Modeling Trapping of Hydrogen Absorbed into Aluminum during Corrosion

Thursday, October 15, 2015: 10:00
102-A (Phoenix Convention Center)
K. Hebert (Iowa State University)
Hydrogen absorption is a leading cause of degradation of metal structures, during gas-phase exposures and aqueous corrosion processes. Hydrogen absorption and transport in the metal influence kinetics of degradation, and thus incubation periods before fracture and crack propagation rate. Quantitative models of hydrogen embrittlement include descriptions of hydrogen absorption and diffusion coupled to H-induced failure mechanisms.1 Hydrogen diffusion in metals depends critically on reversible and irreversible trapping of H atoms at defects such as dislocations, precipitates, and vacancies.
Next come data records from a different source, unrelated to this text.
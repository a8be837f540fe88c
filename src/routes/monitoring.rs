use std::convert::Infallible;
use std::sync::atomic::{AtomicUsize, Ordering};
use std::time::Duration;

use axum::extract::State;
use axum::response::sse::{Event, KeepAlive, Sse};
use axum::response::IntoResponse;
use axum::routing::{get, post};
use axum::{Json, Router};
use futures::Stream;
use serde::Deserialize;

use crate::monitoring::ExplicitProbabilities;
use crate::response::{ok, AppError};
use crate::state::AppState;

static STREAM_COUNT: AtomicUsize = AtomicUsize::new(0);

struct StreamGuard;
impl Drop for StreamGuard {
    fn drop(&mut self) {
        STREAM_COUNT.fetch_sub(1, Ordering::SeqCst);
    }
}

pub fn router() -> Router<AppState> {
    Router::new()
        .route("/start", post(start))
        .route("/stop", post(stop))
        .route("/prediction", post(update_prediction))
        .route("/snapshot", get(snapshot))
        .route("/stream", get(stream))
}

#[derive(Debug, Deserialize)]
#[serde(rename_all = "camelCase")]
pub struct PredictionRequest {
    pub label: String,
    pub probabilities: Option<ExplicitProbabilities>,
}

async fn start(State(state): State<AppState>) -> impl IntoResponse {
    let started = state.monitor().start().await;
    ok(serde_json::json!({ "running": true, "changed": started }))
}

async fn stop(State(state): State<AppState>) -> impl IntoResponse {
    let stopped = state.monitor().stop().await;
    ok(serde_json::json!({ "running": false, "changed": stopped }))
}

async fn update_prediction(
    State(state): State<AppState>,
    Json(req): Json<PredictionRequest>,
) -> Result<impl IntoResponse, AppError> {
    let label = req.label.trim();
    if label.is_empty() {
        return Err(AppError::bad_request("MISSING_LABEL", "label must not be empty"));
    }
    state
        .monitor()
        .update_prediction(label, req.probabilities)
        .await;
    Ok(ok(state.monitor().snapshot().await))
}

async fn snapshot(State(state): State<AppState>) -> impl IntoResponse {
    ok(state.monitor().snapshot().await)
}

/// 按固定间隔推送监测快照，直到客户端断开或服务关闭。
pub async fn stream(
    State(state): State<AppState>,
) -> Result<Sse<impl Stream<Item = Result<Event, Infallible>>>, AppError> {
    let max_streams = state.config().monitor.max_streams;
    let current = STREAM_COUNT.fetch_add(1, Ordering::SeqCst);
    if current >= max_streams {
        STREAM_COUNT.fetch_sub(1, Ordering::SeqCst);
        return Err(AppError::too_many_requests("Too many monitoring streams"));
    }
    // 计数在流被丢弃时归还，即使流从未被轮询
    let guard = StreamGuard;

    let mut shutdown_rx = state.shutdown_rx();
    let period = Duration::from_millis(state.config().monitor.stream_interval_ms.max(1));
    let monitor = state.monitor().clone();

    let stream = async_stream::stream! {
        let _guard = guard;
        let mut interval = tokio::time::interval(period);
        let mut last_ticks: Option<u64> = None;

        loop {
            tokio::select! {
                _ = interval.tick() => {
                    let snap = monitor.snapshot().await;
                    // 定时器停止后状态不再变化，不重复推送
                    if last_ticks == Some(snap.ticks) && !snap.running {
                        continue;
                    }
                    last_ticks = Some(snap.ticks);
                    match serde_json::to_string(&snap) {
                        Ok(json) => yield Ok(Event::default().event("monitor").data(json)),
                        Err(e) => tracing::error!(error = %e, "Failed to serialize monitor snapshot"),
                    }
                }
                _ = shutdown_rx.recv() => {
                    break;
                }
            }
        }
    };

    Ok(Sse::new(stream).keep_alive(
        KeepAlive::new()
            .interval(Duration::from_secs(15))
            .text("keepalive"),
    ))
}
In the case of the high purity aluminum-hydrogen system of interest here, hydrogen diffusion and thermal desorption measurements both suggest the importance of trapping by vacancies and dislocations.2 Evidence for strong hydrogen interactions with vacancies in many metals has been obtained both experimentally,3,4 and through first-principles density function theory (DFT) calculations.5,6 The equilibrium distribution of hydrogen among traps is governed by the hydrogen chemical potential (μH) or fugacity in the metal, and the formation energies of the various hydrogen traps.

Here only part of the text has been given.